Activity. Starting at the first line of the data below, write out each line exactly until you reach the line containing "pub struct StepSpec", and include that line too.

Extracted material.
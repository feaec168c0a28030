use bitflags::bitflags;
use serde::{Deserialize, Serialize};

use crate::menu::MenuKind;
use crate::style::StyleMode;
use crate::tooltip::TooltipMode;

/// Narrative text panels. A step shows at most one of these.
#[derive(Debug, Clone, Copy, PartialEq, Eq, Hash)]
pub enum PanelId {
    Intro,
    Presentation,
    Transition,
    Population,
    Heatmap,
    RatioEnr,
    Production,
}

impl PanelId {
    /// Key into the panel section of the viz config.
    pub fn id(self) -> &'static str {
        match self {
            PanelId::Intro => "intro",
            PanelId::Presentation => "presentation",
            PanelId::Transition => "transition",
            PanelId::Population => "population",
            PanelId::Heatmap => "heatmap",
            PanelId::RatioEnr => "ratioenr",
            PanelId::Production => "production",
        }
    }
}

bitflags! {
    /// Overlay state a step switches on. Anything not set is off; the
    /// scene recomputes from the table instead of diffing transitions.
    #[derive(Debug, Clone, Copy, PartialEq, Eq, Serialize, Deserialize)]
    pub struct StepEffects: u8 {
        /// Population circles drawn on the map.
        const SHOW_MARKERS = 1;
        /// Population checkbox offered to the viewer.
        const POPULATION_TOGGLE = 1 << 1;
    }
}

/// How a step drives the layer: a fixed style/tooltip pair, or a menu
/// whose selected option resolves the pair.
#[derive(Debug, Clone, Copy, PartialEq, Eq)]
pub enum StepView {
    Fixed {
        style: StyleMode,
        tooltip: TooltipMode,
    },
    Menu(MenuKind),
}

/// One row of the narrative table.
#[derive(Debug, Clone, Copy, PartialEq, Eq)]
pub struct StepSpec {
    pub name: &'static str,
    pub view: StepView,
    pub panel: Option<PanelId>,
    pub effects: StepEffects,
}

pub const STEP_COUNT: usize = 11;
pub const MAX_STEP: usize = STEP_COUNT - 1;

const MUTED: StepView = StepView::Fixed {
    style: StyleMode::Default,
    tooltip: TooltipMode::Zone,
};

const ZONE: StepView = StepView::Fixed {
    style: StyleMode::Zone,
    tooltip: TooltipMode::Zone,
};

/// The whole narrative, in order. Indices are the step ids exposed to
/// navigation.
pub const STEPS: [StepSpec; STEP_COUNT] = [
    StepSpec {
        name: "initial",
        view: MUTED,
        panel: None,
        effects: StepEffects::empty(),
    },
    StepSpec {
        name: "intro",
        view: MUTED,
        panel: Some(PanelId::Intro),
        effects: StepEffects::empty(),
    },
    StepSpec {
        name: "zone",
        view: ZONE,
        panel: None,
        effects: StepEffects::empty(),
    },
    StepSpec {
        name: "zone-presentation",
        view: ZONE,
        panel: Some(PanelId::Presentation),
        effects: StepEffects::empty(),
    },
    StepSpec {
        name: "transition",
        view: ZONE,
        panel: Some(PanelId::Transition),
        effects: StepEffects::empty(),
    },
    StepSpec {
        name: "population",
        view: ZONE,
        panel: Some(PanelId::Population),
        effects: StepEffects::SHOW_MARKERS,
    },
    StepSpec {
        name: "zone-recap",
        view: ZONE,
        panel: None,
        effects: StepEffects::SHOW_MARKERS,
    },
    StepSpec {
        name: "consumption",
        view: StepView::Menu(MenuKind::Consumption),
        panel: Some(PanelId::Heatmap),
        effects: StepEffects::empty(),
    },
    StepSpec {
        name: "ratio-enr",
        view: StepView::Fixed {
            style: StyleMode::RatioEnr,
            tooltip: TooltipMode::RatioEnr,
        },
        panel: Some(PanelId::RatioEnr),
        effects: StepEffects::empty(),
    },
    StepSpec {
        name: "production",
        view: StepView::Menu(MenuKind::Production),
        panel: Some(PanelId::Production),
        effects: StepEffects::empty(),
    },
    StepSpec {
        name: "final",
        view: StepView::Menu(MenuKind::Final),
        panel: None,
        effects: StepEffects::POPULATION_TOGGLE,
    },
];

pub fn step_spec(step: usize) -> Option<&'static StepSpec> {
    STEPS.get(step)
}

Solved exercise.
repository feaec168c0a28030
use bitflags::bitflags;
use serde::{Deserialize, Serialize};

use crate::menu::MenuKind;
use crate::style::StyleMode;
use crate::tooltip::TooltipMode;

/// Narrative text panels. A step shows at most one of these.
#[derive(Debug, Clone, Copy, PartialEq, Eq, Hash)]
pub enum PanelId {
    Intro,
    Presentation,
    Transition,
    Population,
    Heatmap,
    RatioEnr,
    Production,
}

impl PanelId {
    /// Key into the panel section of the viz config.
    pub fn id(self) -> &'static str {
        match self {
            PanelId::Intro => "intro",
            PanelId::Presentation => "presentation",
            PanelId::Transition => "transition",
            PanelId::Population => "population",
            PanelId::Heatmap => "heatmap",
            PanelId::RatioEnr => "ratioenr",
            PanelId::Production => "production",
        }
    }
}

bitflags! {
    /// Overlay state a step switches on. Anything not set is off; the
    /// scene recomputes from the table instead of diffing transitions.
    #[derive(Debug, Clone, Copy, PartialEq, Eq, Serialize, Deserialize)]
    pub struct StepEffects: u8 {
        /// Population circles drawn on the map.
        const SHOW_MARKERS = 1;
        /// Population checkbox offered to the viewer.
        const POPULATION_TOGGLE = 1 << 1;
    }
}

/// How a step drives the layer: a fixed style/tooltip pair, or a menu
/// whose selected option resolves the pair.
#[derive(Debug, Clone, Copy, PartialEq, Eq)]
pub enum StepView {
    Fixed {
        style: StyleMode,
        tooltip: TooltipMode,
    },
    Menu(MenuKind),
}

/// One row of the narrative table.
#[derive(Debug, Clone, Copy, PartialEq, Eq)]
pub struct StepSpec {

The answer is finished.